The cost for a retailer would include the cost price of the product, or products if you’re bundling products together as a package, and a portion of the overhead costs including wages, advertising, rental costs and the like.
Ask your accountant or financial adviser to check your figures to make sure you haven’t overlooked any important costs.
With the cost-plus pricing model, you add on a fixed percentage of the cost price to provide you with an acceptable level of profit. Manufacturers will often add between 40 and 50 percent to the cost price of a product to arrive at the selling price. So, if it costs $20 to produce an item it will sell for between $28 and $30.
Cost-plus pricing works best in a market where there is a lot of price competition and high sales volumes. Be aware that this model is based on input costs and ignores other factors such as customer perception of quality, what the market would pay for the product and what your competitors are charging.
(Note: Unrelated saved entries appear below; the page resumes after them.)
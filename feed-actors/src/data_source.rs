use crate::BlockRange;
use feed_protocol::{Event, EventCategory};
use futures_util::future::BoxFuture;
use std::sync::Arc;

mod json_rpc;

pub use json_rpc::{CategoryTopics, JsonRpcDataSource, TRANSFER_TOPIC};

/// Reports the current chain head.
pub trait ChainHead: Send + Sync + 'static {
    fn block_number(&self) -> BoxFuture<'_, anyhow::Result<u64>>;
}

/// Fetches the decoded events of one category emitted within a block range.
pub trait LogQuery: Send + Sync + 'static {
    fn query_logs(
        &self,
        category: EventCategory,
        range: BlockRange,
    ) -> BoxFuture<'_, anyhow::Result<Vec<Event>>>;
}

pub type SharedChainHead = Arc<dyn ChainHead>;
pub type SharedLogQuery = Arc<dyn LogQuery>;
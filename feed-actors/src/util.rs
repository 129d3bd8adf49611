use anyhow::{bail, Context};

pub trait ToHex: AsRef<[u8]> {
    fn to_hex(&self) -> String {
        faster_hex::hex_string(self.as_ref())
    }

    fn to_prefixed_hex(&self) -> String {
        format!("0x{}", self.to_hex())
    }
}

impl<T: AsRef<[u8]>> ToHex for T {}

/// Parses an Ethereum JSON-RPC quantity such as `0x1b4`.
pub fn parse_quantity(s: &str) -> anyhow::Result<u64> {
    let digits = s
        .strip_prefix("0x")
        .with_context(|| format!("quantity `{s}` is missing 0x prefix"))?;
    if digits.is_empty() {
        bail!("quantity `{s}` has no digits");
    }
    u64::from_str_radix(digits, 16).with_context(|| format!("invalid quantity `{s}`"))
}

pub fn format_quantity(value: u64) -> String {
    format!("{value:#x}")
}

/// Parses `0x`-prefixed (or bare) hex of any even length.
pub fn parse_hex_bytes(s: &str) -> anyhow::Result<Vec<u8>> {
    let hex = s.strip_prefix("0x").unwrap_or(s);
    if hex.len() % 2 != 0 {
        bail!("hex string `{s}` has odd length");
    }
    let mut out = vec![0u8; hex.len() / 2];
    faster_hex::hex_decode(hex.as_bytes(), &mut out)
        .map_err(|err| anyhow::anyhow!("invalid hex `{s}`: {err}"))?;
    Ok(out)
}

pub fn parse_word(s: &str) -> anyhow::Result<[u8; 32]> {
    let bytes = parse_hex_bytes(s)?;
    bytes
        .try_into()
        .map_err(|bytes: Vec<u8>| anyhow::anyhow!("expected 32 bytes, got {}", bytes.len()))
}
With the value-based pricing model, your price is not based on cost but on what you believe customers would be prepared to pay for the product. The value-based model gives you the flexibility to arrive at a price that is higher than the cost-plus model, allowing you to charge for the perceived value of your product.
Value-based pricing works best in a market where you have a distinct advantage over your competitors and where you have established customers who are prepared to pay a premium for your product – either because of quality, being first to market with the latest technology, or providing organic or eco-friendly options not provided by your competitors.
With the competitor-based pricing model, you’ll base the price of your product relative to the price your competitors are charging. If you believe you have a market advantage and people perceive your product as superior, you might decide to set your price slightly above that of the highest price charged by your competitor.
If you want to be perceived as offering good quality at a reasonable price, you might pitch your product price at around 10 to 20 percent below your market leading competitors. And if you want to be seen as offering value for money, you might pitch your price around the level, or just below that, of the lowest prices charged by your competitors.
If you are first to market with a new product or have a well-known brand, you can consider prestige pricing. Much like the value-based pricing model, you charge what you think your customers will pay – adding a premium for the prestige associated with buying a top fashion brand or cutting-edge technology.
Most small businesses are not likely to use this pricing model, but you can consider it if you develop a leading brand or develop a market-leading product.
One fairly common tactic is to lure customers to your store with a loss leader. With the loss leader pricing model, you price a product sufficiently below the price of your competitors, sometimes even below cost, to encourage customers to come and buy from your store with the expectation that once there, they will buy other items at the normal price.
Supermarkets are well known for using loss leaders for everyday price-sensitive products, such as milk and bread, on the assumption that most people will buy other groceries once in the store.
Loss leaders can be an effective way to attract a new customer, but you need to ensure that you make enough other sales to benefit from it. If people only buy the loss leader product from you and never visit your store again, you will lose money.
Offering discounts such as 20 percent off for a limited period can be an effective way to increase sales, but discounting shouldn’t become so regular that people expect it. If you offer regular, predictable discounts, your customers will soon learn to wait for your regular sale rather than buy the product at your normal list price.
It’s also interesting to note that most customers perceive a free gift as being of more value than a discount – so consider offering a sample product free with a purchase rather than simply offering 15 percent off.
With the volume discounting model, you will offer your customers savings for buying more items. You might price one item at $5 but offer customers a volume discount of three items for $10. Alternatively, you could frame the same deal as buy two, get one free.
With volume discounts, it would be standard to set your volume discount price at your standard cost-plus percentage mark up and add extra to the single unit price.
You’re likely to use a combination of methods to work out a price for your product, using one as a validation against the other. In addition, if the price you work out for your products is near a psychological price break or barrier such as $10, where $9.99 would be perceived as cheaper, you might decide to lower your price to keep it below $10. Alternatively, you might decide to increase the price to $12.99 (still below the next price break of $15), with the expectation that the increase in profit will make up for slightly lower sales.